A bad-tempered or overly complimentary boss, colleagues who drink too much alcohol and behave badly, an awkward atmosphere, forced festivities or a party in a random pub in the middle of nowhere – there are many factors that can turn any office Christmas party into a disaster. But there are a few basic rules that will make your end-of-year party with colleagues a memorable and fun event. Organizational psychologist Professor Hannes Zacher from Leipzig University has conducted research into what these are and what Christmas parties mean for teams, and published his findings in the journal Scientific Reports.

“The Christmas party as a ritual is a reflection of the organization’s culture and should be something that celebrates the past year,” he says, adding that these rituals have received little scholarly attention from experts in the past. This is why, back in January 2019, Zacher asked a total of 359 employees of different ages and salary brackets – from a wide range of industries across Germany – what it is that makes a company Christmas party successful and what can dampen the mood. The findings, he says, are “more relevant than ever”. In the survey, Zacher identified a number of satisfaction-related factors that contribute to the success of the company Christmas party. For example, the party should reflect a positive organizational culture focused on human relationships, be held in an off-site location rather than in the office, be informal rather than formal, include fun activities such as games or karaoke, and use symbolism that links the party to the organization’s values. There should be non-alcoholic and alcoholic beverages. However, the latter should only be enjoyed in moderation, as excessive alcohol consumption is a no-no, as is sex with colleagues at the end-of-year team party.

“The party should be a ray of hope at the end of the year, a nice tradition,” he stresses. This does not mean spending an excessive amount of money. However, it is always good when employees don’t have to pay for their own party, but have it paid for by their organization. More important, says Zacher, are creativity and authenticity. What this means in the specific case depends entirely on the team, which should definitely be involved in planning the party. Apart from visiting an escape room, this could include setting up a photo box, which can often lighten the mood, or a surprise for colleagues, such as a game of Secret Santa. Ideally, gifts should have some connection to the employees’ day-to-day work. At his institute’s Christmas party last year, some of Zacher’s colleagues played PowerPoint karaoke and gave spontaneous PowerPoint presentations on topics they were completely unfamiliar with.

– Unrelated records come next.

//! Join-Tournament Transaction
//!
//! 한 사용자를 한 토너먼트에 원자적으로 등록한다.
//!
//! ```text
//!   read user, tournament, participant   (snapshot)
//!              │
//!              ▼
//!        plan_join()  ── JoinError ──▶ abort, no writes
//!              │
//!              ▼
//!   debit + ledger entry (fee > 0)
//!   slots_filled += 1
//!   participant record
//!              │
//!              ▼
//!   commit ── conflict ──▶ retry from the top (bounded)
//! ```
//!
//! 규칙 판단은 순수 함수 [`plan_join`]에 있고, 스냅샷 읽기와 원자적 커밋은
//! 각 repository 구현(`Database`, `MemoryDatabase`)이 담당한다.

use std::future::Future;
use std::sync::Arc;
use std::time::Duration;

use chrono::{DateTime, Utc};
use rand::Rng;
use serde::Serialize;
use uuid::Uuid;

use crate::db::{ArenaRepository, LedgerEntry, Participant, Tournament, User};
use crate::error::{JoinError, StoreError};
use crate::types::{Amount, TournamentStatus, ENTRY_FEE_CATEGORY};

/// 커밋할 쓰기 목록
#[derive(Debug, Clone, PartialEq, Eq)]
pub struct JoinPlan {
    /// 참가 후 잔액 (무료면 변경 없음)
    pub balance_after: Amount,

    /// 참가비 > 0 일 때만 존재. 잔액 차감과 같은 커밋에 기록되어야 함
    pub ledger_entry: Option<LedgerEntry>,

    /// 증가된 slots_filled
    pub slots_filled: u32,

    pub participant: Participant,
}

impl JoinPlan {
    /// 잔액 쓰기가 필요한지
    pub fn debits_wallet(&self) -> bool {
        self.ledger_entry.is_some()
    }

    pub fn receipt(&self, entry_fee: Amount) -> JoinReceipt {
        JoinReceipt {
            tournament_id: self.participant.tournament_id.clone(),
            user_id: self.participant.user_id.clone(),
            entry_fee,
            balance_after: self.balance_after,
            slots_filled: self.slots_filled,
            transaction_id: self.ledger_entry.as_ref().map(|e| e.id),
            joined_at: self.participant.join_time,
        }
    }
}

/// 참가 성공 결과
#[derive(Debug, Clone, PartialEq, Eq, Serialize)]
pub struct JoinReceipt {
    pub tournament_id: String,
    pub user_id: String,
    pub entry_fee: Amount,
    pub balance_after: Amount,
    pub slots_filled: u32,
    /// 무료 참가면 None
    pub transaction_id: Option<Uuid>,
    pub joined_at: DateTime<Utc>,
}

/// 스냅샷에 대해 참가 규칙을 평가하고 쓰기 목록을 만든다
///
/// 거절 순서: NotFound → InsufficientFunds → TournamentFull → AlreadyJoined → NotJoinable
pub fn plan_join(
    user: Option<&User>,
    tournament: Option<&Tournament>,
    already_joined: bool,
    now: DateTime<Utc>,
) -> Result<JoinPlan, JoinError> {
    let (user, tournament) = match (user, tournament) {
        (Some(u), Some(t)) => (u, t),
        _ => return Err(JoinError::NotFound),
    };

    let entry_fee = tournament.entry_fee;

    if user.wallet_balance < entry_fee {
        return Err(JoinError::InsufficientFunds);
    }
    if tournament.slots_filled >= tournament.slots_total {
        return Err(JoinError::TournamentFull);
    }
    if already_joined {
        return Err(JoinError::AlreadyJoined);
    }
    if tournament.status != TournamentStatus::Upcoming {
        return Err(JoinError::NotJoinable);
    }

    let (balance_after, ledger_entry) = if entry_fee.is_positive() {
        // 위에서 balance >= fee 확인됨
        let balance_after = user
            .wallet_balance
            .checked_sub(entry_fee)
            .ok_or(JoinError::InsufficientFunds)?;
        let entry = LedgerEntry {
            id: Uuid::new_v4(),
            user_id: user.id.clone(),
            amount: -entry_fee,
            category: ENTRY_FEE_CATEGORY.to_string(),
            description: format!("Joined: {}", tournament.title),
            tournament_id: Some(tournament.id.clone()),
            timestamp: now,
        };
        (balance_after, Some(entry))
    } else {
        (user.wallet_balance, None)
    };

    let participant = Participant {
        tournament_id: tournament.id.clone(),
        user_id: user.id.clone(),
        username: user.username.clone(),
        in_game_name: user.display_in_game_name().to_string(),
        join_time: now,
        rank: 0,
        kills: 0,
        winnings: Amount::ZERO,
    };

    Ok(JoinPlan {
        balance_after,
        ledger_entry,
        slots_filled: tournament.slots_filled + 1,
        participant,
    })
}

/// 충돌 재시도 정책
#[derive(Debug, Clone, Copy)]
pub struct RetryPolicy {
    /// 최초 시도 포함
    pub max_attempts: u32,
    pub base_delay: Duration,
}

impl RetryPolicy {
    /// n번째 실패 후 대기 시간: [0, base * n] 구간의 무작위 값
    fn backoff(&self, attempt: u32) -> Duration {
        let base_ms = u64::try_from(self.base_delay.as_millis()).unwrap_or(u64::MAX);
        let ceiling = base_ms.saturating_mul(u64::from(attempt));
        if ceiling == 0 {
            return Duration::ZERO;
        }
        Duration::from_millis(rand::thread_rng().gen_range(0..=ceiling))
    }
}

impl Default for RetryPolicy {
    fn default() -> Self {
        Self {
            max_attempts: 5,
            base_delay: Duration::from_millis(20),
        }
    }
}

/// `StoreError::Conflict`이면 처음부터 다시 실행, 그 외 결과는 그대로 반환
///
/// 한도를 넘기면 `StoreError::Busy`
pub async fn retry_on_conflict<T, F, Fut>(policy: RetryPolicy, mut run: F) -> Result<T, StoreError>
where
    F: FnMut(u32) -> Fut,
    Fut: Future<Output = Result<T, StoreError>>,
{
    let max_attempts = policy.max_attempts.max(1);
    let mut attempt = 1;

    loop {
        match run(attempt).await {
            Err(StoreError::Conflict) if attempt < max_attempts => {
                let delay = policy.backoff(attempt);
                tracing::warn!(attempt, ?delay, "write conflict, retrying");
                tokio::time::sleep(delay).await;
                attempt += 1;
            }
            Err(StoreError::Conflict) => {
                tracing::warn!(attempt, "write conflict, giving up");
                return Err(StoreError::Busy { attempts: attempt });
            }
            other => return other,
        }
    }
}

/// 참가 서비스
pub struct JoinService {
    store: Arc<dyn ArenaRepository>,
    policy: RetryPolicy,
}

impl JoinService {
    pub fn new(store: Arc<dyn ArenaRepository>, policy: RetryPolicy) -> Self {
        Self { store, policy }
    }

    /// joinTournament
    ///
    /// 성공하면 잔액 차감, ledger 기록, slot 증가, 참가 기록이 모두 반영되고
    /// 실패하면 아무것도 반영되지 않음
    pub async fn join(&self, user_id: &str, tournament_id: &str) -> Result<JoinReceipt, StoreError> {
        let store = &self.store;
        let result = retry_on_conflict(self.policy, move |attempt| {
            tracing::debug!(user_id, tournament_id, attempt, "join attempt");
            store.try_join(user_id, tournament_id, Utc::now())
        })
        .await;

        match &result {
            Ok(receipt) => tracing::info!(
                user_id,
                tournament_id,
                fee = %receipt.entry_fee,
                slots_filled = receipt.slots_filled,
                "joined tournament"
            ),
            Err(StoreError::Rejected(reason)) => {
                tracing::info!(user_id, tournament_id, code = reason.code(), "join rejected")
            }
            Err(e) => tracing::error!(user_id, tournament_id, error = %e, "join failed"),
        }

        result
    }
}
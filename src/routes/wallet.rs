//! Wallet Endpoints

use axum::{extract::State, http::StatusCode, Json};

use crate::{
    db::WalletRequest,
    error::ApiError,
    routes::auth::CurrentUser,
    services::{SubmitRequest, WalletOverview},
    AppState,
};

/// GET /wallet
///
/// 잔액 + 통합 히스토리 (ledger 항목과 입출금 요청, 최신순)
pub async fn get_wallet(
    State(state): State<AppState>,
    user: CurrentUser,
) -> Result<Json<WalletOverview>, ApiError> {
    Ok(Json(state.wallet.overview(&user.id).await?))
}

/// POST /wallet/requests
///
/// # Request
///
/// ```json
/// { "type": "Withdrawal", "amount": "150.00", "details": "name@bank" }
/// ```
pub async fn submit_request(
    State(state): State<AppState>,
    user: CurrentUser,
    Json(req): Json<SubmitRequest>,
) -> Result<(StatusCode, Json<WalletRequest>), ApiError> {
    let request = state.wallet.submit(&user.id, req).await?;
    Ok((StatusCode::CREATED, Json(request)))
}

For many respondents, it was important to have informal conversations with colleagues about both work and personal matters, to eat and drink well, and to put hierarchies aside, at least for the evening. Here, age and gender were as unimportant as the person’s position within the organization. According to Zacher, the size of the party was also not an issue. Having analysed his survey, the organizational psychologist advises managers to keep their speeches short and entertaining, to speak appreciatively about the whole team and not to single anyone out. The party organizers should ask all their colleagues for their ideas and wishes well in advance and then also get feedback from them so that next year’s party can be even better.

As is the case almost everywhere, there are trends when it comes to work Christmas parties that usually spill over from the US. For example, more and more companies in Germany are deciding to move their Christmas party from December – when people are often very busy and stressed – to January and celebrate the New Year instead. “The Christmas atmosphere is not absolutely necessary. It’s about getting together in an informal setting and not just talking about work. This maintains the social glue,” says Professor Zacher, who adds that it is important to get away from the usual work environment to celebrate and perhaps try something new and different, such as making chocolate together.

In one of his next studies, the researcher would like to look at other aspects of working life that have not been studied much to date, such as company outings and how team members’ birthdays or weddings are handled. “They are an expression of team spirit,” emphasises Zacher.